Selama dua bulan terakhir, angka inflasi kota Pekanbaru terus menunjukkan penurunan. Bahkan pada bulan Juli ini Badan Pusat Statistik Kota Pekanbaru mencatat Kota Pekanbaru mengalami deflasi sebesar 0,58 persen. Angka ini merupakan deflasi terdalam dalam kurun satu tahun terakhir, dimana terakhir kali kota Pekanbaru mengalami deflasi yaitu pada bulan Oktober 2022 sebesar 0,72 persen.Hal ini mengindikasikan bahwa harga-harga komoditas yang dikonsumsi oleh Masyarakat kota Pekanbaru masih terus terkendali.
Sempat menunjukkan tren peningkatan pada awal tahun 2024 yaitu pada bulan Februari hingga bulan bulan Mei, dimana secara month to month inflasi tertinggi terjadi pada bulan Maret yaitu sebesar 0,66 persen dan angka ini merupakan inflasi tertinggi sejak November 2023.
Namun inflasi kota Pekanbaru justru menunjukkan perlambatan pada bulan berikutnya, hingga pada periode Ramadhan mapun Hari Raya Idul Fitri. Tercatat pada bulan April 2024 inflasi kota Pekanbaru adalah sebesar 0,07 persen, bulan Mei naik ke angka 0,52 persen dan Kembali turun pada bulan Juli yaitu sebesar 0,01 persen.
Puncaknya pada bulan Juli 2024 Kota Pekanbaru mengalami deflasi sebesar 0,58 persen. Sepanjang tahun 2024 Kota Pekanbaru mengalami tujuh kali inflasi dan dua kali deflasi. Secara rata-rata tren pergerakan inflasi Kota Pekanbaru masih berada diatas angka nasional, namun demikian masih berada pada rentang angka Inflasi yang ditetapkan oleh Pemerintah.
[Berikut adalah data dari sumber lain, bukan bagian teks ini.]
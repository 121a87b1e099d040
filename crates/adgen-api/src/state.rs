//! Application state.

use std::sync::Arc;

use adgen_media::{FfmpegCompositor, VideoRenderer};
use adgen_pipeline::{JobRegistry, Orchestrator, PipelineConfig};
use adgen_providers::{
    AvatarJobClient, AvatarProvider, AzureSpeech, AzureSpeechConfig, DidClient, HeyGenClient,
    PlayHtConfig, PlayHtSpeech, SpeechSynthesizer,
};
use adgen_storage::{MediaAssetStore, StoreConfig};
use anyhow::{bail, Context};
use tracing::info;

use crate::config::ApiConfig;

/// Shared application state.
#[derive(Clone)]
pub struct AppState {
    pub config: ApiConfig,
    pub orchestrator: Arc<Orchestrator>,
    pub jobs: JobRegistry,
}

impl AppState {
    /// Create new application state from the environment.
    pub async fn new(config: ApiConfig) -> anyhow::Result<Self> {
        let store = MediaAssetStore::from_config(&StoreConfig::from_env())
            .await
            .context("failed to open the work directory")?;
        let pipeline = PipelineConfig::from_env()?;

        let speech = speech_from_env()?;
        let renderer: Arc<dyn VideoRenderer> =
            Arc::new(FfmpegCompositor::new().with_timeout(pipeline.render_timeout_secs));

        let avatar = avatar_from_env()?;
        if let Some(provider) = &avatar {
            check_avatar_script(speech.as_ref(), provider.as_ref())?;
        }

        let avatar_policy = pipeline.avatar_poll;
        let mut orchestrator = Orchestrator::new(store, speech, renderer, pipeline)?;
        if let Some(provider) = avatar {
            orchestrator = orchestrator.with_avatar(AvatarJobClient::new(provider, avatar_policy));
        }

        info!(
            speech = orchestrator.speech_provider(),
            avatar = orchestrator.avatar_provider().unwrap_or("none"),
            "Providers configured"
        );

        Ok(Self::from_parts(config, Arc::new(orchestrator)))
    }

    /// Assemble state around an already-built orchestrator.
    pub fn from_parts(config: ApiConfig, orchestrator: Arc<Orchestrator>) -> Self {
        let jobs = JobRegistry::new(Arc::clone(&orchestrator));
        Self {
            config,
            orchestrator,
            jobs,
        }
    }
}

fn speech_from_env() -> anyhow::Result<Arc<dyn SpeechSynthesizer>> {
    let name = std::env::var("SPEECH_PROVIDER").unwrap_or_else(|_| "azure".to_string());
    let speech: Arc<dyn SpeechSynthesizer> = match name.to_lowercase().as_str() {
        "azure" => Arc::new(AzureSpeech::new(AzureSpeechConfig::from_env()?)?),
        "playht" => Arc::new(PlayHtSpeech::new(PlayHtConfig::from_env()?)?),
        other => bail!("unknown SPEECH_PROVIDER '{other}' (expected azure or playht)"),
    };
    Ok(speech)
}

fn avatar_from_env() -> anyhow::Result<Option<Arc<dyn AvatarProvider>>> {
    let name = std::env::var("AVATAR_PROVIDER").unwrap_or_else(|_| "none".to_string());
    let provider: Arc<dyn AvatarProvider> = match name.to_lowercase().as_str() {
        "" | "none" => return Ok(None),
        "did" | "d-id" => Arc::new(DidClient::from_env()?),
        "heygen" => Arc::new(HeyGenClient::from_env()?),
        other => bail!("unknown AVATAR_PROVIDER '{other}' (expected none, did or heygen)"),
    };
    Ok(Some(provider))
}

/// Without hosted audio the avatar gets the raw script, so it must have a voice of its own.
fn check_avatar_script(speech: &dyn SpeechSynthesizer, avatar: &dyn AvatarProvider) -> anyhow::Result<()> {
    if !speech.hosts_audio() && !avatar.speaks_text() {
        bail!(
            "AVATAR_PROVIDER={} cannot voice text scripts from SPEECH_PROVIDER={} (set HEYGEN_VOICE_ID)",
            avatar.name(),
            speech.name()
        );
    }
    Ok(())
}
Jika dilihat lebih dalam, tren inflasi kota Pekanbaru sepanjang tahun 2024 secara umum masih dipengaruhi oleh kelompok pengeluaran makanan, minuman, dan tembakau, diikuti oleh kelompok oleh kelompok pengeluaran penyediaan makanan dan minuman/restoran, serta kelompok pengeluaran perawatan pribadi dan jasa lainnya.
Sedangkan komoditas utama yang paling mempengaruhi pergerakan inflasi/deflasi kota Pekanbaru di tahun 2024 merupakan komoditas yang masuk pada kelompok volatile food diantaranya adalah cabai merah, beras, emas perhiasan, nasi dengan lauk, serta sigaret kretek mesin. Berdasarkan kelompok komoditas tersebut, komoditas pangan merupakan komoditas yang paling besar pengaruhnya terhadap pembentukan angka inflasi Kota Pekanbaru.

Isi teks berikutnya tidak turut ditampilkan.